- Data -
+++

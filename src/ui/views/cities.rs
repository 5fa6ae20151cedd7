//! The cities screen: a table of cities and the shared add/edit form.
//!
//! The view owns presentation state only (row selection, keyboard focus and
//! the form widgets). Everything the user does is reported as a
//! [`CitiesAction`] for the app to apply to [`CityAdmin`].

use crossterm::event::{KeyCode, KeyEvent, KeyModifiers};
use ratatui::{
    layout::{Alignment, Constraint, Direction, Layout, Rect},
    style::{Modifier, Style},
    text::{Line, Span},
    widgets::{Block, Borders, Cell, Paragraph, Row, Table, TableState},
    Frame,
};

use crate::api::{City, Country};
use crate::cities::{CityAdmin, CityDraft, FormMode};
use crate::events::KeyContext;
use crate::ui::components::{CountrySelect, CountrySelectAction, TextInput};
use crate::ui::theme::theme;

const SPINNER_FRAMES: &[&str] = &["⠋", "⠙", "⠹", "⠸", "⠼", "⠴", "⠦", "⠧", "⠇", "⠏"];

/// What the user asked for.
#[derive(Debug, Clone, PartialEq, Eq)]
pub enum CitiesAction {
    Add,
    Edit(City),
    Delete(i64),
    Reload,
    Submit,
    SetName(String),
    SetDetailedName(String),
    SetIataCode(String),
    SetCountry(i64),
    ShowHelp,
    Quit,
}

/// Which pane receives keys.
#[derive(Debug, Clone, Copy, PartialEq, Eq, Default)]
pub enum Focus {
    #[default]
    Table,
    Form,
}

/// Fields of the form, in tab order.
#[derive(Debug, Clone, Copy, PartialEq, Eq, Default)]
pub enum FormField {
    #[default]
    Name,
    DetailedName,
    IataCode,
    Country,
    Submit,
}

impl FormField {
    const ORDER: [FormField; 5] = [
        FormField::Name,
        FormField::DetailedName,
        FormField::IataCode,
        FormField::Country,
        FormField::Submit,
    ];

    fn position(self) -> usize {
        Self::ORDER.iter().position(|f| *f == self).unwrap_or(0)
    }

    fn next(self) -> Self {
        Self::ORDER[(self.position() + 1) % Self::ORDER.len()]
    }

    fn prev(self) -> Self {
        Self::ORDER[(self.position() + Self::ORDER.len() - 1) % Self::ORDER.len()]
    }
}

/// Presentation state of the cities screen.
pub struct CitiesView {
    table_state: TableState,
    focus: Focus,
    field: FormField,
    name: TextInput,
    detailed_name: TextInput,
    iata_code: TextInput,
    country: CountrySelect,
    spinner: usize,
}

impl Default for CitiesView {
    fn default() -> Self {
        Self::new()
    }
}

impl CitiesView {
    pub fn new() -> Self {
        Self {
            table_state: TableState::default(),
            focus: Focus::Table,
            field: FormField::Name,
            name: TextInput::new().with_placeholder("Paris"),
            detailed_name: TextInput::new().with_placeholder("Paris, France"),
            iata_code: TextInput::new().with_placeholder("PAR"),
            country: CountrySelect::new(),
            spinner: 0,
        }
    }

    /// Show the draft in the form and move focus there.
    pub fn load_draft(&mut self, draft: &CityDraft, countries: &[Country]) {
        self.name.set_value(draft.name.as_str());
        self.detailed_name.set_value(draft.detailed_name.as_str());
        self.iata_code.set_value(draft.iata_code.as_str());
        self.country.set_countries(countries);
        self.country.select(draft.country_id);
        self.country.collapse();
        self.focus = Focus::Form;
        self.field = FormField::Name;
    }

    /// Refresh the country options after a country list load.
    pub fn set_countries(&mut self, countries: &[Country]) {
        self.country.set_countries(countries);
    }

    /// The form went away; hand keys back to the table.
    pub fn form_closed(&mut self) {
        self.focus = Focus::Table;
        self.country.collapse();
    }

    /// Forget everything tied to the previous mount.
    pub fn reset(&mut self) {
        *self = Self::new();
    }

    /// Advance the loading spinner.
    pub fn tick(&mut self) {
        self.spinner = (self.spinner + 1) % SPINNER_FRAMES.len();
    }

    fn effective_focus(&self, mode: FormMode) -> Focus {
        if mode.is_form_open() {
            self.focus
        } else {
            Focus::Table
        }
    }

    /// Context for the hint line.
    pub fn key_context(&self, mode: FormMode) -> KeyContext {
        match self.effective_focus(mode) {
            Focus::Table => KeyContext::CitiesTable,
            Focus::Form if self.country.is_expanded() => KeyContext::CountrySelect,
            Focus::Form => KeyContext::CitiesForm,
        }
    }

    /// Keep the selection inside the current list.
    fn clamp_selection(&mut self, len: usize) {
        match (self.table_state.selected(), len) {
            (_, 0) => self.table_state.select(None),
            (None, _) => self.table_state.select(Some(0)),
            (Some(i), len) if i >= len => self.table_state.select(Some(len - 1)),
            _ => {}
        }
    }

    fn move_selection(&mut self, len: usize, down: bool) {
        if len == 0 {
            return;
        }
        let current = self.table_state.selected().unwrap_or(0);
        let next = if down {
            (current + 1).min(len - 1)
        } else {
            current.saturating_sub(1)
        };
        self.table_state.select(Some(next));
    }

    /// Handle a key press.
    pub fn handle_input(&mut self, key: KeyEvent, admin: &CityAdmin) -> Option<CitiesAction> {
        self.clamp_selection(admin.cities().len());
        match self.effective_focus(admin.mode()) {
            Focus::Table => self.handle_table_input(key, admin),
            Focus::Form => self.handle_form_input(key),
        }
    }

    fn handle_table_input(&mut self, key: KeyEvent, admin: &CityAdmin) -> Option<CitiesAction> {
        let cities = admin.cities();
        let selected = self.table_state.selected().and_then(|i| cities.get(i));

        match (key.code, key.modifiers) {
            (KeyCode::Char('j'), KeyModifiers::NONE) | (KeyCode::Down, _) => {
                self.move_selection(cities.len(), true);
                None
            }
            (KeyCode::Char('k'), KeyModifiers::NONE) | (KeyCode::Up, _) => {
                self.move_selection(cities.len(), false);
                None
            }
            (KeyCode::Char('g'), KeyModifiers::NONE) | (KeyCode::Home, _) => {
                if !cities.is_empty() {
                    self.table_state.select(Some(0));
                }
                None
            }
            (KeyCode::Char('G'), _) | (KeyCode::End, _) => {
                if !cities.is_empty() {
                    self.table_state.select(Some(cities.len() - 1));
                }
                None
            }
            (KeyCode::Char('a'), KeyModifiers::NONE) => Some(CitiesAction::Add),
            (KeyCode::Char('e'), KeyModifiers::NONE) | (KeyCode::Enter, _) => {
                selected.map(|city| CitiesAction::Edit(city.clone()))
            }
            (KeyCode::Char('d'), KeyModifiers::NONE) | (KeyCode::Delete, _) => {
                selected.and_then(|city| city.id).map(CitiesAction::Delete)
            }
            (KeyCode::Char('r'), KeyModifiers::NONE) => Some(CitiesAction::Reload),
            (KeyCode::Tab, _) if admin.mode().is_form_open() => {
                self.focus = Focus::Form;
                None
            }
            (KeyCode::Char('?'), _) => Some(CitiesAction::ShowHelp),
            (KeyCode::Char('q'), KeyModifiers::NONE) | (KeyCode::Esc, _) => Some(CitiesAction::Quit),
            _ => None,
        }
    }

    fn handle_form_input(&mut self, key: KeyEvent) -> Option<CitiesAction> {
        if self.field == FormField::Country && self.country.is_expanded() {
            return match self.country.handle_input(key)? {
                CountrySelectAction::Select(id) => Some(CitiesAction::SetCountry(id)),
                CountrySelectAction::Cancel => None,
            };
        }

        match (key.code, key.modifiers) {
            (KeyCode::Esc, _) => {
                self.focus = Focus::Table;
                return None;
            }
            (KeyCode::Char('s'), KeyModifiers::CONTROL) => return Some(CitiesAction::Submit),
            (KeyCode::Tab, _) | (KeyCode::Down, _) => {
                self.field = self.field.next();
                return None;
            }
            (KeyCode::BackTab, _) | (KeyCode::Up, _) => {
                self.field = self.field.prev();
                return None;
            }
            _ => {}
        }

        match self.field {
            FormField::Name => {
                edit_text(&mut self.name, key, &mut self.field).map(CitiesAction::SetName)
            }
            FormField::DetailedName => edit_text(&mut self.detailed_name, key, &mut self.field)
                .map(CitiesAction::SetDetailedName),
            FormField::IataCode => {
                edit_text(&mut self.iata_code, key, &mut self.field).map(CitiesAction::SetIataCode)
            }
            FormField::Country => match self.country.handle_input(key)? {
                CountrySelectAction::Select(id) => Some(CitiesAction::SetCountry(id)),
                CountrySelectAction::Cancel => None,
            },
            FormField::Submit => match key.code {
                KeyCode::Enter | KeyCode::Char(' ') => Some(CitiesAction::Submit),
                _ => None,
            },
        }
    }

    /// Render the screen.
    pub fn render(&mut self, frame: &mut Frame, area: Rect, admin: &CityAdmin) {
        self.clamp_selection(admin.cities().len());

        let mode = admin.mode();
        let focus = self.effective_focus(mode);

        let body = if mode.is_form_open() {
            let chunks = Layout::default()
                .direction(Direction::Horizontal)
                .constraints([Constraint::Percentage(60), Constraint::Percentage(40)])
                .split(area);
            self.render_form(frame, chunks[1], mode, focus == Focus::Form);
            chunks[0]
        } else {
            area
        };

        self.render_table(frame, body, admin, focus == Focus::Table);

        if focus == Focus::Form && self.country.is_expanded() {
            if let Some(field_area) = self.country_field_area(area, mode) {
                let screen = frame.area();
                self.country.render_expanded_list(frame, field_area, screen);
            }
        }
    }

    fn render_table(&mut self, frame: &mut Frame, area: Rect, admin: &CityAdmin, focused: bool) {
        let t = theme();

        let mut title = vec![Span::styled(
            format!(" Cities ({}) ", admin.cities().len()),
            t.title(),
        )];
        if admin.is_busy() {
            title.push(Span::styled(
                format!("{} Loading ", SPINNER_FRAMES[self.spinner]),
                Style::default().fg(t.muted),
            ));
        }

        let block = Block::default()
            .title(Line::from(title))
            .borders(Borders::ALL)
            .border_style(t.border_style(focused));

        if admin.cities().is_empty() {
            let message = if admin.is_busy() {
                "Loading cities..."
            } else {
                "No cities. Press [a] to add one."
            };
            let paragraph = Paragraph::new(message)
                .style(Style::default().fg(t.muted))
                .alignment(Alignment::Center)
                .block(block);
            frame.render_widget(paragraph, area);
            return;
        }

        let header = Row::new(["ID", "Name", "Detailed name", "IATA", "Country"])
            .style(Style::default().fg(t.accent).add_modifier(Modifier::BOLD))
            .bottom_margin(1);

        let rows = admin.cities().iter().map(|city| {
            Row::new(vec![
                Cell::from(city.id.map(|id| id.to_string()).unwrap_or_default()),
                Cell::from(city.name.clone()),
                Cell::from(city.detailed_name.clone()),
                Cell::from(city.iata_code.clone()),
                Cell::from(country_label(admin, city.country_id)),
            ])
        });

        let widths = [
            Constraint::Length(6),
            Constraint::Percentage(22),
            Constraint::Percentage(38),
            Constraint::Length(6),
            Constraint::Percentage(25),
        ];

        let table = Table::new(rows, widths)
            .header(header)
            .block(block)
            .highlight_style(t.selected_row())
            .highlight_symbol("> ");

        frame.render_stateful_widget(table, area, &mut self.table_state);
    }

    fn form_layout(area: Rect) -> std::rc::Rc<[Rect]> {
        let inner = Block::default().borders(Borders::ALL).inner(area);
        Layout::default()
            .direction(Direction::Vertical)
            .constraints([
                Constraint::Length(3),
                Constraint::Length(3),
                Constraint::Length(3),
                Constraint::Length(3),
                Constraint::Length(1),
                Constraint::Length(1),
                Constraint::Min(0),
            ])
            .split(inner)
    }

    fn country_field_area(&self, area: Rect, mode: FormMode) -> Option<Rect> {
        if !mode.is_form_open() {
            return None;
        }
        let chunks = Layout::default()
            .direction(Direction::Horizontal)
            .constraints([Constraint::Percentage(60), Constraint::Percentage(40)])
            .split(area);
        Some(Self::form_layout(chunks[1])[3])
    }

    fn render_form(&self, frame: &mut Frame, area: Rect, mode: FormMode, focused: bool) {
        let t = theme();
        let title = mode.title().unwrap_or_default();

        let block = Block::default()
            .title(Span::styled(format!(" {} ", title), t.title()))
            .borders(Borders::ALL)
            .border_style(t.border_style(focused));
        frame.render_widget(block, area);

        let chunks = Self::form_layout(area);
        let active = |field: FormField| focused && self.field == field;

        self.name
            .render_with_label(frame, chunks[0], "Name", active(FormField::Name));
        self.detailed_name.render_with_label(
            frame,
            chunks[1],
            "Detailed name",
            active(FormField::DetailedName),
        );
        self.iata_code
            .render_with_label(frame, chunks[2], "IATA code", active(FormField::IataCode));
        self.country
            .render(frame, chunks[3], active(FormField::Country));

        let label = match mode {
            FormMode::Editing { .. } => "[ Save ]",
            _ => "[ Create ]",
        };
        let button_style = if active(FormField::Submit) {
            t.selected_row()
        } else {
            Style::default().fg(t.fg)
        };
        frame.render_widget(
            Paragraph::new(Span::styled(label, button_style)).alignment(Alignment::Center),
            chunks[5],
        );
    }
}

/// Feed a key to a text field. Enter moves to the next field.
///
/// Returns the whole new value when it changed.
fn edit_text(input: &mut TextInput, key: KeyEvent, field: &mut FormField) -> Option<String> {
    if key.code == KeyCode::Enter {
        *field = field.next();
        return None;
    }
    input
        .handle_input(key)
        .then(|| input.value().to_string())
}

fn country_label(admin: &CityAdmin, country_id: i64) -> String {
    match admin.country_name(country_id) {
        Some(name) => name.to_string(),
        None if country_id == 0 => String::new(),
        None => format!("#{}", country_id),
    }
}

+++

Copy out, exactly and alone, the lines of the entries above between the ones holding "self.iata_code.set_value(draft.iata_code.as_str());" and "pub fn reset(&mut", inclusive.

- The completed task -
        self.iata_code.set_value(draft.iata_code.as_str());
        self.country.set_countries(countries);
        self.country.select(draft.country_id);
        self.country.collapse();
        self.focus = Focus::Form;
        self.field = FormField::Name;
    }

    /// Refresh the country options after a country list load.
    pub fn set_countries(&mut self, countries: &[Country]) {
        self.country.set_countries(countries);
    }

    /// The form went away; hand keys back to the table.
    pub fn form_closed(&mut self) {
        self.focus = Focus::Table;
        self.country.collapse();
    }

    /// Forget everything tied to the previous mount.
    pub fn reset(&mut self) {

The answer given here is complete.